ABOUT THIS TASK
From the line that contains "self.metrics.clone()" to the final line of the entries, return every line exactly and leave out all others.

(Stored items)
════════════════

use crate::auth::{AuthError, Identity, IdentityGate};
use crate::config::Config;
use crate::coordination::{InMemoryMessageCoordinator, MessageCoordinator};
use crate::database::{create_database, DatabaseConfig, RaceStore};
use crate::matchmaking::{
    DrainSummary, MatchFactory, MatchmakingRegistry, RaceSettings, SessionDeps,
};
use crate::metrics::ServerMetrics;
use crate::protocol::{ConnectionId, ServerMessage};
use std::net::SocketAddr;
use std::sync::Arc;
use thiserror::Error;
use tokio::sync::mpsc;
use uuid::Uuid;

mod connection_manager;
mod message_router;
mod messaging;
mod queue_service;
mod race_service;

use connection_manager::ConnectionManager;

/// Typing-race matchmaking server: connections, queues and live matches.
pub struct ArenaServer {
    /// Users, texts, matches and results
    store: Arc<dyn RaceStore>,
    /// Connection management (identities, IP accounting)
    connection_manager: ConnectionManager,
    config: ServerConfig,
    pub(crate) metrics: Arc<ServerMetrics>,
    /// Per-connection and per-room fan-out
    message_coordinator: Arc<dyn MessageCoordinator>,
    /// Queues, live sessions and connection-to-match bindings
    registry: Arc<MatchmakingRegistry>,
    match_factory: MatchFactory,
    identity_gate: IdentityGate,
    instance_id: Uuid,
}

#[derive(Debug, Error)]
pub enum RegisterClientError {
    #[error("Too many connections from your IP ({current}/{limit})")]
    IpLimitExceeded { current: usize, limit: usize },
}

#[derive(Debug, Clone)]
pub struct ServerConfig {
    pub race: RaceSettings,
    pub max_connections_per_ip: usize,
    pub max_message_size: usize,
    pub outbound_queue_capacity: usize,
    pub jwt_access_secret: String,
}

impl Default for ServerConfig {
    fn default() -> Self {
        Self {
            race: RaceSettings::default(),
            max_connections_per_ip: crate::config::defaults::default_max_connections_per_ip(),
            max_message_size: crate::config::defaults::default_max_message_size(),
            outbound_queue_capacity: crate::config::defaults::default_outbound_queue_capacity(),
            jwt_access_secret: String::new(),
        }
    }
}

impl From<&Config> for ServerConfig {
    fn from(config: &Config) -> Self {
        Self {
            race: RaceSettings::from(&config.matchmaking),
            max_connections_per_ip: config.security.max_connections_per_ip,
            max_message_size: config.security.max_message_size,
            outbound_queue_capacity: config.websocket.outbound_queue_capacity,
            jwt_access_secret: config.security.jwt_access_secret.clone(),
        }
    }
}

impl ArenaServer {
    pub async fn new(
        config: ServerConfig,
        database_config: DatabaseConfig,
    ) -> anyhow::Result<Arc<Self>> {
        let store = create_database(database_config).await?;
        Ok(Self::with_store(config, store))
    }

    /// Build a server around an existing store.
    pub fn with_store(config: ServerConfig, store: Arc<dyn RaceStore>) -> Arc<Self> {
        let instance_id = Uuid::new_v4();
        let metrics = Arc::new(ServerMetrics::new());
        let message_coordinator: Arc<dyn MessageCoordinator> =
            Arc::new(InMemoryMessageCoordinator::new());
        let registry = Arc::new(MatchmakingRegistry::new());

        let connection_manager = ConnectionManager::new(
            config.max_connections_per_ip,
            metrics.clone(),
            message_coordinator.clone(),
        );
        let match_factory = MatchFactory::new(
            SessionDeps {
                store: store.clone(),
                fanout: message_coordinator.clone(),
                registry: registry.clone(),
                metrics: metrics.clone(),
            },
            config.race.clone(),
        );
        let identity_gate = IdentityGate::new(config.jwt_access_secret.as_bytes(), store.clone());

        tracing::info!(
            %instance_id,
            countdown_secs = config.race.countdown.as_secs(),
            finalize_grace_secs = config.race.finalize_grace.as_secs(),
            "Arena server initialized"
        );

        Arc::new(Self {
            store,
            connection_manager,
            config,
            metrics,
            message_coordinator,
            registry,
            match_factory,
            identity_gate,
            instance_id,
        })
    }

    /// Resolve a handshake credential into an identity.
    pub async fn authenticate(&self, credential: Option<&str>) -> Result<Identity, AuthError> {
        let result = self.identity_gate.authenticate_connection(credential).await;
        if let Err(err) = &result {
            self.metrics.increment_rejected_handshakes();
            tracing::debug!(error = %err, "Handshake rejected");
        }
        result
    }

    /// Register a new client connection
    pub async fn register_client(
        &self,
        sender: mpsc::Sender<Arc<ServerMessage>>,
        client_addr: SocketAddr,
        identity: Identity,
    ) -> Result<ConnectionId, RegisterClientError> {
        self.connection_manager
            .register_client(sender, client_addr, identity, self.instance_id)
            .await
    }

    /// Tear down a connection: leave queues, forfeit any live match, release slots.
    pub async fn unregister_client(&self, connection_id: &ConnectionId) {
        // Leave the coordinator first so a match still being formed sees this
        // connection as gone.
        if let Err(e) = self
            .message_coordinator
            .unregister_local_client(connection_id)
            .await
        {
            tracing::warn!(%connection_id, "Failed to unregister client from coordinator: {}", e);
        }

        self.handle_disconnect(connection_id).await;

        if let Some(connection) = self.connection_manager.remove_client(connection_id) {
            self.metrics.decrement_active_connections();
            tracing::info!(
                %connection_id,
                user_id = %connection.identity.user_id,
                connected_for_secs = connection.connected_at.elapsed().as_secs(),
                "Client unregistered"
            );
        }
    }

    pub fn client_identity(&self, connection_id: &ConnectionId) -> Option<Identity> {
        self.connection_manager.identity(connection_id)
    }

    pub fn connected_clients(&self) -> usize {
        self.connection_manager.client_count()
    }

    pub fn store(&self) -> Arc<dyn RaceStore> {
        self.store.clone()
    }

    pub fn registry(&self) -> Arc<MatchmakingRegistry> {
        self.registry.clone()
    }

    pub fn instance_id(&self) -> Uuid {
        self.instance_id
    }

    pub fn config(&self) -> &ServerConfig {
        &self.config
    }

    pub fn metrics(&self) -> Arc<ServerMetrics> {
        self.metrics.clone()
    }

    pub async fn health_check(&self) -> bool {
        self.store.health_check().await
    }

    /// Stop matchmaking: clear every queue and cancel live sessions unsettled.
    pub async fn shutdown(&self) -> DrainSummary {
        let summary = self.registry.drain().await;
        tracing::info!(
            instance_id = %self.instance_id,
            queue_entries_removed = summary.queue_entries_removed,
            sessions_cancelled = summary.sessions_cancelled,
            "Arena server shut down"
        );
        summary
    }
}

════════════════

RESULT
        self.metrics.clone()
    }

    pub async fn health_check(&self) -> bool {
        self.store.health_check().await
    }

    /// Stop matchmaking: clear every queue and cancel live sessions unsettled.
    pub async fn shutdown(&self) -> DrainSummary {
        let summary = self.registry.drain().await;
        tracing::info!(
            instance_id = %self.instance_id,
            queue_entries_removed = summary.queue_entries_removed,
            sessions_cancelled = summary.sessions_cancelled,
            "Arena server shut down"
        );
        summary
    }
}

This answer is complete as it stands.